## EXERCISE GOAL
Below are the entries; give again exactly the lines from the one mentioning "let before = log.len();" through the one mentioning "release never arrives", inclusive.
THE INPUT Start Marker
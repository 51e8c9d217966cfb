// Copyright 2025 the Pixelpen Authors
// SPDX-License-Identifier: Apache-2.0

//! The repaint collaborator

use kurbo::Rect;
use std::cell::RefCell;
use std::fmt;
use std::rc::Rc;

/// Receives dirty regions in component space
pub trait RepaintSink: fmt::Debug {
    fn request_repaint(&mut self, region: Rect);
}

/// Ignores repaint requests
#[derive(Debug, Clone, Copy, Default)]
pub struct NoRepaint;

impl RepaintSink for NoRepaint {
    fn request_repaint(&mut self, _region: Rect) {}
}

/// Collects repaint requests. Clones share the same list.
#[derive(Debug, Clone, Default)]
pub struct RepaintLog {
    regions: Rc<RefCell<Vec<Rect>>>,
}

impl RepaintLog {
    pub fn new() -> Self {
        Self::default()
    }

    pub fn regions(&self) -> Vec<Rect> {
        self.regions.borrow().clone()
    }

    pub fn clear(&self) {
        self.regions.borrow_mut().clear();
    }
}

impl RepaintSink for RepaintLog {
    fn request_repaint(&mut self, region: Rect) {
        self.regions.borrow_mut().push(region);
    }
}
#[cfg(test)]
mod tests {
    use super::*;
    use crate::config::Config;
    use crate::editing::{EditLog, Modifiers, NoRepaint, ViewPort};
    use kurbo::{PathEl, Size, Vec2};
    use rand::rngs::StdRng;
    use rand::{Rng, SeedableRng};

    fn session() -> (EditSession, EditLog) {
        let log = EditLog::new();
        let s = EditSession::with_collaborators(
            Config::default(),
            Size::new(400.0, 400.0),
            Box::new(log.clone()),
            Box::new(NoRepaint),
        );
        (s, log)
    }

    fn click(b: &mut PathBuilder, s: &mut EditSession, x: f64, y: f64, mods: Modifiers) {
        let e = MouseEvent::new((x, y), mods);
        b.left_down(e, s);
        b.left_up(e, s);
    }

    fn sp(s: &EditSession) -> &SubPath {
        s.path.as_ref().unwrap().active_subpath().unwrap()
    }

    #[test]
    fn open_path_is_finished_by_ctrl_click() {
        let (mut s, log) = session();
        let mut b = PathBuilder::new();
        click(&mut b, &mut s, 10.0, 10.0, Modifiers::NONE);
        click(&mut b, &mut s, 50.0, 10.0, Modifiers::NONE);
        click(&mut b, &mut s, 200.0, 300.0, Modifiers::ctrl());

        let path = s.path.as_ref().unwrap();
        assert_eq!(path.len(), 1);
        let sp = sp(&s);
        assert_eq!(sp.len(), 2);
        assert!(!sp.is_closed());
        assert!(sp.is_finished());
        for anchor in sp.anchors() {
            assert!(anchor.is_retracted(HandleSide::In));
            assert!(anchor.is_retracted(HandleSide::Out));
        }
        assert_eq!(PathBuilder::state(&s), BuildState::Idle);
        assert_eq!(
            log.kinds(),
            vec![EditType::SubPathStart, EditType::AddAnchorPoint, EditType::FinishSubPath]
        );
    }

    #[test]
    fn clicking_the_first_anchor_closes() {
        let (mut s, log) = session();
        let mut b = PathBuilder::new();
        for (x, y) in [(0.0, 0.0), (100.0, 0.0), (100.0, 100.0), (0.0, 100.0), (0.0, 0.0)] {
            click(&mut b, &mut s, x, y, Modifiers::NONE);
        }
        let sp = sp(&s);
        assert!(sp.is_closed());
        assert!(sp.is_finished());
        assert_eq!(sp.len(), 4);
        let shape = s.path.as_ref().unwrap().to_image_shape();
        assert_eq!(shape.elements().last(), Some(&PathEl::ClosePath));
        assert_eq!(log.kinds().last(), Some(&EditType::CloseSubPath));
        assert_eq!(PathBuilder::state(&s), BuildState::Idle);
    }

    #[test]
    fn dragged_out_handle_is_smooth_after_release() {
        let (mut s, _) = session();
        let mut b = PathBuilder::new();
        b.left_down(MouseEvent::plain((50.0, 50.0)), &mut s);
        b.left_drag(MouseEvent::plain((60.0, 50.0)), &mut s);
        b.left_drag(MouseEvent::plain((70.0, 50.0)), &mut s);
        b.left_up(MouseEvent::plain((70.0, 50.0)), &mut s);

        let anchor = &sp(&s).anchors()[0];
        assert_eq!(anchor.ctrl_out().pos.im, Point::new(70.0, 50.0));
        assert_eq!(anchor.ctrl_in().pos.im, Point::new(30.0, 50.0));
        assert_eq!(anchor.handle_type(), HandleType::Smooth);
        assert_eq!(PathBuilder::state(&s), BuildState::MovingToNextAnchor);
        assert!(sp(&s).moving_point().is_some());
    }

    #[test]
    fn release_promotes_only_a_visible_handle() {
        let (mut s, _) = session();
        let mut b = PathBuilder::new();
        click(&mut b, &mut s, 10.0, 10.0, Modifiers::NONE);
        assert_eq!(sp(&s).anchors()[0].handle_type(), HandleType::Symmetric);

        b.left_down(MouseEvent::plain((100.0, 100.0)), &mut s);
        b.left_drag(MouseEvent::plain((140.0, 100.0)), &mut s);
        b.left_up(MouseEvent::plain((140.0, 100.0)), &mut s);
        let anchor = &sp(&s).anchors()[1];
        assert!(!anchor.is_retracted(HandleSide::Out));
        assert_eq!(anchor.handle_type(), HandleType::Smooth);
    }

    #[test]
    fn dragging_holds_the_handles_symmetric() {
        let (mut s, _) = session();
        let mut b = PathBuilder::new();
        b.left_down(MouseEvent::plain((50.0, 50.0)), &mut s);
        b.left_drag(MouseEvent::plain((70.0, 50.0)), &mut s);
        assert_eq!(sp(&s).anchors()[0].handle_type(), HandleType::Symmetric);
        assert_eq!(PathBuilder::state(&s), BuildState::DraggingLastControl);
    }

    #[test]
    fn dragged_anchor_stays_smooth_when_the_next_is_placed() {
        let (mut s, _) = session();
        let mut b = PathBuilder::new();
        b.left_down(MouseEvent::plain((50.0, 50.0)), &mut s);
        b.left_drag(MouseEvent::plain((70.0, 50.0)), &mut s);
        b.left_up(MouseEvent::plain((70.0, 50.0)), &mut s);
        click(&mut b, &mut s, 120.0, 80.0, Modifiers::NONE);
        assert_eq!(sp(&s).anchors()[0].handle_type(), HandleType::Smooth);
        // a plain click leaves the new anchor retracted and symmetric
        assert_eq!(sp(&s).anchors()[1].handle_type(), HandleType::Symmetric);
    }

    #[test]
    fn alt_click_on_nothing_places_a_cusp() {
        let (mut s, _) = session();
        let mut b = PathBuilder::new();
        click(&mut b, &mut s, 0.0, 0.0, Modifiers::NONE);
        b.left_down(MouseEvent::new((50.0, 50.0), Modifiers::alt()), &mut s);
        b.left_drag(MouseEvent::plain((70.0, 50.0)), &mut s);
        b.left_up(MouseEvent::plain((70.0, 50.0)), &mut s);

        let anchor = &sp(&s).anchors()[1];
        assert_eq!(anchor.handle_type(), HandleType::Cusp);
        assert_eq!(anchor.ctrl_out().pos.im, Point::new(70.0, 50.0));
        assert!(anchor.is_retracted(HandleSide::In));
    }

    #[test]
    fn alt_drag_while_building_breaks_the_handle() {
        let (mut s, _) = session();
        let mut b = PathBuilder::new();
        b.left_down(MouseEvent::plain((50.0, 50.0)), &mut s);
        b.left_drag(MouseEvent::new((70.0, 50.0), Modifiers::alt()), &mut s);
        b.left_up(MouseEvent::new((70.0, 50.0), Modifiers::alt()), &mut s);
        let anchor = &sp(&s).anchors()[0];
        assert_eq!(anchor.handle_type(), HandleType::Cusp);
        assert!(anchor.is_retracted(HandleSide::In));
        assert_eq!(PathBuilder::state(&s), BuildState::MoveEditingPrevious);
    }

    #[test]
    fn ctrl_drag_moves_an_earlier_anchor() {
        let (mut s, log) = session();
        let mut b = PathBuilder::new();
        click(&mut b, &mut s, 10.0, 10.0, Modifiers::NONE);
        click(&mut b, &mut s, 60.0, 10.0, Modifiers::NONE);

        b.left_down(MouseEvent::new((10.0, 10.0), Modifiers::ctrl()), &mut s);
        assert_eq!(PathBuilder::state(&s), BuildState::DragEditingPrevious);
        b.left_drag(MouseEvent::new((20.0, 30.0), Modifiers::ctrl()), &mut s);
        b.left_up(MouseEvent::plain((20.0, 30.0)), &mut s);

        assert_eq!(sp(&s).anchors()[0].im(), Point::new(20.0, 30.0));
        assert_eq!(sp(&s).len(), 2);
        assert_eq!(PathBuilder::state(&s), BuildState::MovingToNextAnchor);
        assert_eq!(log.kinds().last(), Some(&EditType::MoveHandle));
    }

    #[test]
    fn ctrl_click_without_moving_records_nothing() {
        let (mut s, log) = session();
        let mut b = PathBuilder::new();
        click(&mut b, &mut s, 10.0, 10.0, Modifiers::NONE);
        click(&mut b, &mut s, 60.0, 10.0, Modifiers::NONE);
        let before = log.len();
        click(&mut b, &mut s, 60.0, 10.0, Modifiers::ctrl());
        assert_eq!(log.len(), before);
        assert!(!sp(&s).is_finished());
    }

    #[test]
    fn shift_constrains_the_next_anchor() {
        let (mut s, _) = session();
        let mut b = PathBuilder::new();
        click(&mut b, &mut s, 0.0, 0.0, Modifiers::NONE);
        click(&mut b, &mut s, 100.0, 3.0, Modifiers::shift());
        let placed = sp(&s).anchors()[1].im();
        assert!((placed.y).abs() < 1e-9);
        assert!((placed.x - 100.045).abs() < 1e-3);
    }

    #[test]
    fn hovering_the_first_anchor_is_reported() {
        let (mut s, _) = session();
        let mut b = PathBuilder::new();
        click(&mut b, &mut s, 10.0, 10.0, Modifiers::NONE);
        click(&mut b, &mut s, 60.0, 10.0, Modifiers::NONE);
        b.mouse_moved(MouseEvent::plain((30.0, 40.0)), &mut s);
        assert!(!b.closable_hover());
        b.mouse_moved(MouseEvent::plain((12.0, 9.0)), &mut s);
        assert!(b.closable_hover());
        assert_eq!(sp(&s).moving_point().map(|p| p.im), Some(Point::new(12.0, 9.0)));
    }

    #[test]
    fn works_through_a_zoomed_view() {
        let (mut s, _) = session();
        s.set_view(ViewPort::new(2.0, Vec2::new(10.0, 10.0)));
        let mut b = PathBuilder::new();
        click(&mut b, &mut s, 30.0, 30.0, Modifiers::NONE);
        let anchor = &sp(&s).anchors()[0];
        assert_eq!(anchor.im(), Point::new(10.0, 10.0));
        assert_eq!(anchor.pos.co, Point::new(30.0, 30.0));
    }

    #[test]
    fn lost_release_is_recovered_on_the_next_press() {
        let (mut s, _) = session();
        let mut b = PathBuilder::new();
        b.left_down(MouseEvent::plain((10.0, 10.0)), &mut s);
        // release never arrives
        b.left_down(MouseEvent::plain((80.0, 10.0)), &mut s);
        assert_eq!(PathBuilder::state(&s), BuildState::DraggingLastControl);
        assert_eq!(sp(&s).len(), 2);
    }

    #[test]
    fn drag_in_a_moving_state_resyncs() {
        let (mut s, _) = session();
        let mut b = PathBuilder::new();
        click(&mut b, &mut s, 10.0, 10.0, Modifiers::NONE);
        b.left_drag(MouseEvent::plain((30.0, 10.0)), &mut s);
        assert_eq!(PathBuilder::state(&s), BuildState::DraggingLastControl);
        assert!(sp(&s).moving_point().is_none());
        b.left_up(MouseEvent::plain((30.0, 10.0)), &mut s);
        assert_eq!(PathBuilder::state(&s), BuildState::MovingToNextAnchor);
    }

    #[test]
    fn ending_the_mode_finishes_without_history() {
        let (mut s, log) = session();
        let mut b = PathBuilder::new();
        click(&mut b, &mut s, 10.0, 10.0, Modifiers::NONE);
        click(&mut b, &mut s, 60.0, 10.0, Modifiers::NONE);
        let recorded = log.len();
        b.mode_ended(&mut s);
        assert!(sp(&s).is_finished());
        assert!(sp(&s).moving_point().is_none());
        assert_eq!(PathBuilder::state(&s), BuildState::Idle);
        assert_eq!(log.len(), recorded);
    }

    #[test]
    fn every_event_sequence_keeps_the_path_consistent() {
        let (mut s, _) = session();
        let mut b = PathBuilder::new();
        let mut rng = StdRng::seed_from_u64(11);
        for _ in 0..2000 {
            let pos = Point::new(
                f64::from(rng.random_range(0..8u8)) * 10.0,
                f64::from(rng.random_range(0..8u8)) * 10.0,
            );
            let mods = Modifiers {
                shift: rng.random_bool(0.2),
                ctrl: rng.random_bool(0.2),
                alt: rng.random_bool(0.2),
            };
            let event = MouseEvent::new(pos, mods);
            match rng.random_range(0..5u8) {
                0 => b.left_down(event, &mut s),
                1 => b.left_drag(event, &mut s),
                2 => b.left_up(event, &mut s),
                3 => b.mouse_moved(event, &mut s),
                _ => b.cancel(&mut s),
            }
            if let Some(path) = &s.path {
                assert!(path.check_consistency().is_ok());
                if let Some(sp) = path.active_subpath() {
                    if PathBuilder::state(&s).shows_rubber_band() {
                        assert!(!sp.is_finished());
                    }
                }
            }
        }
    }
}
THE INPUT End Marker
## ANSWER TO THIS PROBLEM
        let before = log.len();
        click(&mut b, &mut s, 60.0, 10.0, Modifiers::ctrl());
        assert_eq!(log.len(), before);
        assert!(!sp(&s).is_finished());
    }

    #[test]
    fn shift_constrains_the_next_anchor() {
        let (mut s, _) = session();
        let mut b = PathBuilder::new();
        click(&mut b, &mut s, 0.0, 0.0, Modifiers::NONE);
        click(&mut b, &mut s, 100.0, 3.0, Modifiers::shift());
        let placed = sp(&s).anchors()[1].im();
        assert!((placed.y).abs() < 1e-9);
        assert!((placed.x - 100.045).abs() < 1e-3);
    }

    #[test]
    fn hovering_the_first_anchor_is_reported() {
        let (mut s, _) = session();
        let mut b = PathBuilder::new();
        click(&mut b, &mut s, 10.0, 10.0, Modifiers::NONE);
        click(&mut b, &mut s, 60.0, 10.0, Modifiers::NONE);
        b.mouse_moved(MouseEvent::plain((30.0, 40.0)), &mut s);
        assert!(!b.closable_hover());
        b.mouse_moved(MouseEvent::plain((12.0, 9.0)), &mut s);
        assert!(b.closable_hover());
        assert_eq!(sp(&s).moving_point().map(|p| p.im), Some(Point::new(12.0, 9.0)));
    }

    #[test]
    fn works_through_a_zoomed_view() {
        let (mut s, _) = session();
        s.set_view(ViewPort::new(2.0, Vec2::new(10.0, 10.0)));
        let mut b = PathBuilder::new();
        click(&mut b, &mut s, 30.0, 30.0, Modifiers::NONE);
        let anchor = &sp(&s).anchors()[0];
        assert_eq!(anchor.im(), Point::new(10.0, 10.0));
        assert_eq!(anchor.pos.co, Point::new(30.0, 30.0));
    }

    #[test]
    fn lost_release_is_recovered_on_the_next_press() {
        let (mut s, _) = session();
        let mut b = PathBuilder::new();
        b.left_down(MouseEvent::plain((10.0, 10.0)), &mut s);
        // release never arrives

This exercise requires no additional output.